Cortisol: The Jekyll and Hyde of Peak Performance
Think cortisol and most people think stress. For years stress management approaches have taught us to ‘lower our cortisol’ but cortisol is one of the strongest peak performance tools we have. The trick? Getting on top of its biology. In this article I break down the fundamentals of cortisol and how the modern workplace creates a biological ceiling and I provide 5 evidence-based protocols for how to break that ceiling.
The Biology Basics
When you encounter a stressor, be it physical, psychological, or environmental, a small, primitive area in your brain called the hypothalamus releases a hormone call corticotrophin releasing hormone, or CRH for short. CRH then signals to your pituitary gland (a small pea sized organ located directly below the hypothalamus in your brain) to release adrenocorticotropic hormone (ACTH) which ultimately prompts your adrenal gland to release cortisol into your blood stream. This happens over the course of a matter of seconds and cortisol levels continue to rise and peak at around 30 minutes.
Once in the bloodstream, cortisol reacts with glucocorticoid receptors all throughout your body in prepare it to deal with the stress you just faced. It mobilises energy for your muscles, it enhances your cardiovascular system function, it temporarily suppresses ‘non-essential’ activity (such as digestion) in order to focus resources where they are needed. Cortisol boosts alertness and attention. All of this prioritises immediate survival.
Evolutionarily speaking, coming across a lion and suddenly having unlimited energy, heart into overdrive, and all energy needs focused on survival was a very good thing.
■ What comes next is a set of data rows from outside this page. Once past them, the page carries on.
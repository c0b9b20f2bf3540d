use crate::AppState;
use crate::api::error::AppError;
use crate::services::presign::{PresignError, PresignedUpload, UPLOAD_PREFIX};
use crate::utils::validation::sanitize_filename;
use axum::{
    Json,
    extract::{Multipart, Query, State},
};
use futures::TryStreamExt;
use serde::{Deserialize, Serialize};
use tokio_util::io::StreamReader;
use utoipa::{IntoParams, ToSchema};

/// Content type recorded on objects ingested through the multipart route
pub const UPLOAD_CONTENT_TYPE: &str = "application/x-hdf";

#[derive(Deserialize, IntoParams)]
#[serde(rename_all = "camelCase")]
pub struct PresignQuery {
    /// Name of the object to create under `uploads/`
    pub file_name: Option<String>,
    /// Lifetime in seconds, at most 3600
    pub expires_in: Option<u64>,
}

#[derive(Serialize, ToSchema)]
pub struct UploadResponse {
    pub message: String,
    pub key: String,
    pub size: u64,
    pub parts: usize,
}

#[utoipa::path(
    get,
    path = "/presigned-url",
    params(PresignQuery),
    responses(
        (status = 200, description = "Presigned PUT URL", body = PresignedUpload),
        (status = 400, description = "File name missing or expiry out of range"),
        (status = 500, description = "Could not generate presigned URL")
    ),
    tag = "uploads"
)]
pub async fn get_presigned_url(
    State(state): State<AppState>,
    Query(query): Query<PresignQuery>,
) -> Result<Json<PresignedUpload>, AppError> {
    let file_name = query.file_name.unwrap_or_default();

    let presigned = state
        .presigner
        .issue(&file_name, query.expires_in)
        .await
        .map_err(|e| match e {
            PresignError::Validation(msg) => AppError::BadRequest(msg),
            PresignError::Storage(e) => {
                tracing::error!("Error generating presigned URL: {:?}", e);
                AppError::Internal("Could not generate presigned URL.".to_string())
            }
        })?;

    Ok(Json(presigned))
}

#[utoipa::path(
    post,
    path = "/multipart-upload",
    request_body(content = Multipart, description = "Imagery file in the `file` field"),
    responses(
        (status = 200, description = "File uploaded successfully", body = UploadResponse),
        (status = 400, description = "File missing or invalid"),
        (status = 413, description = "File too large"),
        (status = 500, description = "Upload failed")
    ),
    tag = "uploads"
)]
pub async fn multipart_upload(
    State(state): State<AppState>,
    mut multipart: Multipart,
) -> Result<Json<UploadResponse>, AppError> {
    let mut staged = None;
    let mut filename = String::new();

    while let Some(field) = multipart.next_field().await.map_err(|e| {
        let err_msg = e.to_string();
        if err_msg.contains("length limit exceeded") {
            AppError::PayloadTooLarge("Request body exceeds the maximum allowed limit".to_string())
        } else {
            AppError::BadRequest(err_msg)
        }
    })? {
        if field.name() != Some("file") {
            continue;
        }

        let original_filename = field.file_name().unwrap_or_default().to_string();
        filename = sanitize_filename(&original_filename)
            .map_err(|e| AppError::BadRequest(e.to_string()))?;

        let reader = StreamReader::new(field.map_err(std::io::Error::other));
        staged = Some(state.staging.stage(reader).await?);
    }

    let staged = staged.ok_or_else(|| AppError::BadRequest("File is required.".to_string()))?;
    let destination_key = format!("{}{}", UPLOAD_PREFIX, filename);

    tracing::info!(
        "Uploading {} ({} bytes) to {}",
        filename,
        staged.size(),
        destination_key
    );

    let receipt = state
        .uploader
        .upload(staged, &destination_key, UPLOAD_CONTENT_TYPE)
        .await?;

    Ok(Json(UploadResponse {
        message: "File uploaded successfully.".to_string(),
        key: receipt.key,
        size: receipt.size,
        parts: receipt.parts,
    }))
}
Once the stressor has been avoided, cortisol is mostly cleared by your liver returning to baseline levels within an hour or so. Normal metabolism resumes. BAU.
The Cortisol Awakening Response (CAR)
In addition to the acute, survival targeted, response above, cortisol levels in your blood increase and decrease in a cyclical fashion to facilitate activity during the day and sleep at night. In healthy individuals, there is a sharp spike 30-45 minutes after waking, which then declines throughout the day, being lowest at midnight. The CAR draws upon key circadian, environmental, and neurocognitive processes to predict the daily need for cortisol-related action. The below figure from a review earlier this year summarises the CAR nicely.

The Neuroscience: Cortisol & Your Brain
It should be no surprise that, in addition to preparing your body for battle, cortisol also has strong activity in your brain. Cortisol receptors are highly concentrated in the prefrontal cortex (the area of the brain responsible for a lot of higher cognitive functions such as future planning and strategic thinking), the hippocampus (memory), and the amygdala (emotional processing area of the brain).
The Hippocampus: Memory's Double-Edged Response
In healthy individuals, the effects of cortisol in the brain are what we call biphasic (doing 2 different things over time). In the immediate phase (15-30 minutes) there is a mild impairment in working memory and in the delayed phase (60-90 minutes) there is enhanced consolidation and retrieval. This is an evolutionary mechanism to improve ‘burn in’ of emotional memories. From a survival perspective, encoding survival related memories accurately matters more than recalling working memory, so this trade-off makes sense for survival (it’s also why scary and stressful memories can be in excruciating detail and persist for a long time).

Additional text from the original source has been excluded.